** Opening Information supplied block **

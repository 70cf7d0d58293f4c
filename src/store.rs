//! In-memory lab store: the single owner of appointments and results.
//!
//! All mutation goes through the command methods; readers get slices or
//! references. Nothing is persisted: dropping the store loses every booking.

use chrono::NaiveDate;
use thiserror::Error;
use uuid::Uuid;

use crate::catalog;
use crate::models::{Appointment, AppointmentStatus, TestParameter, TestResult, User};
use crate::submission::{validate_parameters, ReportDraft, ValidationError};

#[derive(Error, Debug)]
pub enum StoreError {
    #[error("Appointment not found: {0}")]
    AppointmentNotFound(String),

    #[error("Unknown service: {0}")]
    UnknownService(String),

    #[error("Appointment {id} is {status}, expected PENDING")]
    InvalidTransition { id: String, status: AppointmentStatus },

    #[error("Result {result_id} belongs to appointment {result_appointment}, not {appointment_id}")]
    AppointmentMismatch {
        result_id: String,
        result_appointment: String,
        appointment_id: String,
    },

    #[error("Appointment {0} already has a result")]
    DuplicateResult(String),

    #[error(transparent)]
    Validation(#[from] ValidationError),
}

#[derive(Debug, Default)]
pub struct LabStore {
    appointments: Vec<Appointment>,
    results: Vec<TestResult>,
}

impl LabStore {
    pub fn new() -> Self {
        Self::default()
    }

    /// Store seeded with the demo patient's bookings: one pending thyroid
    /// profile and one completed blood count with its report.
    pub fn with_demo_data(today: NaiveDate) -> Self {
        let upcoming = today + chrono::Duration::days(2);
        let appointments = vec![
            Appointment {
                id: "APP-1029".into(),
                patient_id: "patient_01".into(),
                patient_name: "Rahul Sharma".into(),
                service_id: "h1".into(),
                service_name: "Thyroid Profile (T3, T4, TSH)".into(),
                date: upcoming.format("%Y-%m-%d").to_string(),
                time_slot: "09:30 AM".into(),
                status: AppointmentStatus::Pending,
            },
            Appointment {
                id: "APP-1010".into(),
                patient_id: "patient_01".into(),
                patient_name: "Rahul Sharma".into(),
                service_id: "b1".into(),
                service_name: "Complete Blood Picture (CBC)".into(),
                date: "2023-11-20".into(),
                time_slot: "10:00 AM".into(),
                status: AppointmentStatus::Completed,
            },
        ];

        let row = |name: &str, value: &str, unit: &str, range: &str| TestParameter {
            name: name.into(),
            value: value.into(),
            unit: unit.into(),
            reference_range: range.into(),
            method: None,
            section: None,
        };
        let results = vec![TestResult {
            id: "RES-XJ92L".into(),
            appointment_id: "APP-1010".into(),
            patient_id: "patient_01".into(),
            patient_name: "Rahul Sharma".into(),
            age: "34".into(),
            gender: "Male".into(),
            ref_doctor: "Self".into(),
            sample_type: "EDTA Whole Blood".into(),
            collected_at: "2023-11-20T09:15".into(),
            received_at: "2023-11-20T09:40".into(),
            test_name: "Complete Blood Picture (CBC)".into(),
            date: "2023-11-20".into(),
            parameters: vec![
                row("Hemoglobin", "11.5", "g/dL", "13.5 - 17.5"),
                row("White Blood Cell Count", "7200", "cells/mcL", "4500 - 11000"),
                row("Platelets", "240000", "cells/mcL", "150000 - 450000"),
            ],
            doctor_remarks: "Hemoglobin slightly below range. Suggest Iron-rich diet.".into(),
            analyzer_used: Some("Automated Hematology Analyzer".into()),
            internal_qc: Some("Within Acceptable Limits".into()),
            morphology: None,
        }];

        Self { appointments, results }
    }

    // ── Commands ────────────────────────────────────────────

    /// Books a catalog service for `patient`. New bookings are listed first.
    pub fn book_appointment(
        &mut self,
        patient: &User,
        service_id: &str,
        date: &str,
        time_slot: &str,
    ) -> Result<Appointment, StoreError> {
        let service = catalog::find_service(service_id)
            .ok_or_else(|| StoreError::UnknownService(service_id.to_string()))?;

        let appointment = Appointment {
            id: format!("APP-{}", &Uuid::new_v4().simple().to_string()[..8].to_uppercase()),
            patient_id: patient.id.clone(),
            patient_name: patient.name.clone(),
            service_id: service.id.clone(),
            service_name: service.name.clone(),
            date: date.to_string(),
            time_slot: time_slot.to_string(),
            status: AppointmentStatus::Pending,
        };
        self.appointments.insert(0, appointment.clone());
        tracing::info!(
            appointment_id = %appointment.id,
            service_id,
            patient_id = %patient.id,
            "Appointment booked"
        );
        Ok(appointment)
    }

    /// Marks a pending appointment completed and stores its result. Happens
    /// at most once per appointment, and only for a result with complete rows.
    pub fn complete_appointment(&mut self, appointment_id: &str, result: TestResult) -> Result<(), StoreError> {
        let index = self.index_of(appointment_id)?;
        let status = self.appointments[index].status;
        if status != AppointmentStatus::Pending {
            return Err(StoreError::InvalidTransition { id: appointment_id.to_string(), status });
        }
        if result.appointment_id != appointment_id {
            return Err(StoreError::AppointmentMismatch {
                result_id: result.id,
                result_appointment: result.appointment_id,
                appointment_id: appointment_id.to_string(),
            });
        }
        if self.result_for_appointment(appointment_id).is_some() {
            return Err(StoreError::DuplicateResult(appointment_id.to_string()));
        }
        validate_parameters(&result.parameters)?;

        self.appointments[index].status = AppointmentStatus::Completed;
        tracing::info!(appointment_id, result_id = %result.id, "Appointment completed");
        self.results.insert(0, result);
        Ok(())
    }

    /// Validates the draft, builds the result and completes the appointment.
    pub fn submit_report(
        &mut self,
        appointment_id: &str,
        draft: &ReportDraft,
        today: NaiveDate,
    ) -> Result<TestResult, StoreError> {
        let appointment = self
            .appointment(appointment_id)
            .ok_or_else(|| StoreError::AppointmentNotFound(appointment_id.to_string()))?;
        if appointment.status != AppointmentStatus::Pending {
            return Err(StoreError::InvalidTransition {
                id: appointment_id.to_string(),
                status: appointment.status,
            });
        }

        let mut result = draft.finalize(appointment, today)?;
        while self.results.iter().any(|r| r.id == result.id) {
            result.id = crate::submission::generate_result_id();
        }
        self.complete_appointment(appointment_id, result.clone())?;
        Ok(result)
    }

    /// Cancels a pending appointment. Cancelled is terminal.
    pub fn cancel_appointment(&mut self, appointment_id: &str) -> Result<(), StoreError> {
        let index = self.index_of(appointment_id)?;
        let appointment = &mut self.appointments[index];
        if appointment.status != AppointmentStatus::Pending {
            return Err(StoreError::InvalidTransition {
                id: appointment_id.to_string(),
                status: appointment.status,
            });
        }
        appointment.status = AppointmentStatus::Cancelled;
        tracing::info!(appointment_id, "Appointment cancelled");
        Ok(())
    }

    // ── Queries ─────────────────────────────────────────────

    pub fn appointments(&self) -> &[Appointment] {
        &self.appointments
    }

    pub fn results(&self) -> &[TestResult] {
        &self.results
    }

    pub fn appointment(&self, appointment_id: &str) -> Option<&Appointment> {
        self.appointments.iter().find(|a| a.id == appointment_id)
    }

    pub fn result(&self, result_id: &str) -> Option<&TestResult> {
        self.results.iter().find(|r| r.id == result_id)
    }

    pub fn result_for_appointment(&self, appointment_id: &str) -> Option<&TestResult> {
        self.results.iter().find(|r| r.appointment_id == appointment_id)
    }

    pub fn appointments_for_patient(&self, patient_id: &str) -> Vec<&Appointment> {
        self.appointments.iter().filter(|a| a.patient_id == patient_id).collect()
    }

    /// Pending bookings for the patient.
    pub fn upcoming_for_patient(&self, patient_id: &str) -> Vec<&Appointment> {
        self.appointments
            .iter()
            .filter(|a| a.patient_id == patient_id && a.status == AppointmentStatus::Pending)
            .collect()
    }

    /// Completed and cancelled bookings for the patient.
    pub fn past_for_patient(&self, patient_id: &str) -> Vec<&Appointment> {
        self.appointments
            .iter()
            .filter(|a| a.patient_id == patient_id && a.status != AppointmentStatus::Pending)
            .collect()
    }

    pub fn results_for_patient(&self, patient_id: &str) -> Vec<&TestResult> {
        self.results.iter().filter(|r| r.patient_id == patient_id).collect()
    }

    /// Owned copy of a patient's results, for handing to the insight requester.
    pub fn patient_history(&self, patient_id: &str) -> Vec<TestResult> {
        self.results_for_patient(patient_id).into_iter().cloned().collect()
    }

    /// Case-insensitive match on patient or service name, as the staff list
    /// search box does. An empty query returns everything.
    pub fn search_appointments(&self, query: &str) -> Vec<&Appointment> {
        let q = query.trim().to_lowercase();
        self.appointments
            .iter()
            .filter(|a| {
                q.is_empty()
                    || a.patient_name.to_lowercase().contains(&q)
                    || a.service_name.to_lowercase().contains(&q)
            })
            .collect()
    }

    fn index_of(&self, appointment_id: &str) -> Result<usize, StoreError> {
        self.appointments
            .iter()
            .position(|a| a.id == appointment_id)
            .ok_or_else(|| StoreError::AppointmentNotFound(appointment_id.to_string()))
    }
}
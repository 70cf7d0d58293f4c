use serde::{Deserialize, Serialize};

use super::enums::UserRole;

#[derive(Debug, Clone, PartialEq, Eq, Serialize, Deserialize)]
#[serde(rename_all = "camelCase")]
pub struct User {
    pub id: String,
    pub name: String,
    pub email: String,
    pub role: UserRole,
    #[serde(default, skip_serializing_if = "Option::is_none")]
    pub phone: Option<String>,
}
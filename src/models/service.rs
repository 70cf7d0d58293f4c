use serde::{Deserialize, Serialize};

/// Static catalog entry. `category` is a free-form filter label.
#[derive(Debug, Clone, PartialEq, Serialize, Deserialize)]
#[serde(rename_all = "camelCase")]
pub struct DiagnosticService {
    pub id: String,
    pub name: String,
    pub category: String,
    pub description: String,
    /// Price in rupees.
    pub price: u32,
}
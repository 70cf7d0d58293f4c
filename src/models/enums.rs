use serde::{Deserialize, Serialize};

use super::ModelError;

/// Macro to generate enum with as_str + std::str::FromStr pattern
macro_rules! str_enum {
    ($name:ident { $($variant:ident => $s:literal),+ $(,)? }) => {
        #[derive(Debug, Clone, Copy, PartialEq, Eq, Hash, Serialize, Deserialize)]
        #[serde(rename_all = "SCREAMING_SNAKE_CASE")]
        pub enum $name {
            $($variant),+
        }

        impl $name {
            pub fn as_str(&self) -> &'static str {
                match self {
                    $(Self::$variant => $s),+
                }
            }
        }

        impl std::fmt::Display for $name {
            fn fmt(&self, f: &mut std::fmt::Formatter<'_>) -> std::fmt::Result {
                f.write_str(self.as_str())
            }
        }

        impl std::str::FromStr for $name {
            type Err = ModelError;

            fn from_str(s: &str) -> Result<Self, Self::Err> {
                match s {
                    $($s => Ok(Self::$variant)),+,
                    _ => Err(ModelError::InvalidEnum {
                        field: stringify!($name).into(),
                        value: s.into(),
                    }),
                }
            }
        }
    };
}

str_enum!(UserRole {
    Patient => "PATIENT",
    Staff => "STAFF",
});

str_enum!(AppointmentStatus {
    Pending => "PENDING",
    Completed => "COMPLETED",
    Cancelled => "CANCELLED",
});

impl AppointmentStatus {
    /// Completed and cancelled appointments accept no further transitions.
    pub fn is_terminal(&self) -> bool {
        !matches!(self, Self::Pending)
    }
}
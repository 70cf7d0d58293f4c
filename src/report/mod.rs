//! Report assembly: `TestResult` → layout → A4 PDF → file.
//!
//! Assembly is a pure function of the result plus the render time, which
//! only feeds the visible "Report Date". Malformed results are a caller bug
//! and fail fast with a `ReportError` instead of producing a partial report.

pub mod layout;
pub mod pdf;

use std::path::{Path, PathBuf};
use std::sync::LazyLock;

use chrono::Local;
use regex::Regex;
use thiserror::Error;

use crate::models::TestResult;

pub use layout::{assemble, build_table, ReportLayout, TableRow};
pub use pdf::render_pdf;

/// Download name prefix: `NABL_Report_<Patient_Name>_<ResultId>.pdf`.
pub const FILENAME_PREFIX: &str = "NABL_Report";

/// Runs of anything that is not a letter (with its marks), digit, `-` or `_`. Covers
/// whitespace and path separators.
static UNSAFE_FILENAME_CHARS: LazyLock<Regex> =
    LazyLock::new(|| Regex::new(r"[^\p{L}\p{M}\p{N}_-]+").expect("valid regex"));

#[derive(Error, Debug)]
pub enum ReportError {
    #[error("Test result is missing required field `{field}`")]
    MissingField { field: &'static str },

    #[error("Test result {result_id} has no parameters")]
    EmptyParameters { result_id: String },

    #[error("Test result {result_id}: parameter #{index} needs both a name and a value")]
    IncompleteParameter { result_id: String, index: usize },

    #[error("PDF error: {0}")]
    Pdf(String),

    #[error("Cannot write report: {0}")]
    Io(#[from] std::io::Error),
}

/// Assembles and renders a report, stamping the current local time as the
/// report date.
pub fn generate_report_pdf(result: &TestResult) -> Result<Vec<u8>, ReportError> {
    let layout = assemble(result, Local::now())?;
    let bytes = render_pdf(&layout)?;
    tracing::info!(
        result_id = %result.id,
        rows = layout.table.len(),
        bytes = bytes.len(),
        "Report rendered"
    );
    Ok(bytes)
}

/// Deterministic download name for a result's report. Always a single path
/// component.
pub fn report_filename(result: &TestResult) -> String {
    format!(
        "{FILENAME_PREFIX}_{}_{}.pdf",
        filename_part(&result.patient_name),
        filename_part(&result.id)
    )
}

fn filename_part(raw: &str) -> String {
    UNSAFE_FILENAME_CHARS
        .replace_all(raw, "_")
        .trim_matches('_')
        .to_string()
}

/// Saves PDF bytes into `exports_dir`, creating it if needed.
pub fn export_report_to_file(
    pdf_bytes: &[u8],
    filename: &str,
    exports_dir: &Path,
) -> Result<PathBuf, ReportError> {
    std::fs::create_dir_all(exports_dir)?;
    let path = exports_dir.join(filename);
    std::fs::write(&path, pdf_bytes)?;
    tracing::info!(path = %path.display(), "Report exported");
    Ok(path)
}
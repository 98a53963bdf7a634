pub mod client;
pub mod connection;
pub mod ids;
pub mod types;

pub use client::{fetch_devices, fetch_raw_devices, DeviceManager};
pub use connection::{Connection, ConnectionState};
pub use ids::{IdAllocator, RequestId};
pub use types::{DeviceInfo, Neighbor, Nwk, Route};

** Closing Information supplied block **

■ Problem description: Write out exactly the lines from the start of the material through the line with "let upcoming = today". No other output is expected.

■ Exercise response:
repository 70cf7d0d58293f4c
filename src/store.rs
//! In-memory lab store: the single owner of appointments and results.
//!
//! All mutation goes through the command methods; readers get slices or
//! references. Nothing is persisted: dropping the store loses every booking.

use chrono::NaiveDate;
use thiserror::Error;
use uuid::Uuid;

use crate::catalog;
use crate::models::{Appointment, AppointmentStatus, TestParameter, TestResult, User};
use crate::submission::{validate_parameters, ReportDraft, ValidationError};

#[derive(Error, Debug)]
pub enum StoreError {
    #[error("Appointment not found: {0}")]
    AppointmentNotFound(String),

    #[error("Unknown service: {0}")]
    UnknownService(String),

    #[error("Appointment {id} is {status}, expected PENDING")]
    InvalidTransition { id: String, status: AppointmentStatus },

    #[error("Result {result_id} belongs to appointment {result_appointment}, not {appointment_id}")]
    AppointmentMismatch {
        result_id: String,
        result_appointment: String,
        appointment_id: String,
    },

    #[error("Appointment {0} already has a result")]
    DuplicateResult(String),

    #[error(transparent)]
    Validation(#[from] ValidationError),
}

#[derive(Debug, Default)]
pub struct LabStore {
    appointments: Vec<Appointment>,
    results: Vec<TestResult>,
}

impl LabStore {
    pub fn new() -> Self {
        Self::default()
    }

    /// Store seeded with the demo patient's bookings: one pending thyroid
    /// profile and one completed blood count with its report.
    pub fn with_demo_data(today: NaiveDate) -> Self {
        let upcoming = today + chrono::Duration::days(2);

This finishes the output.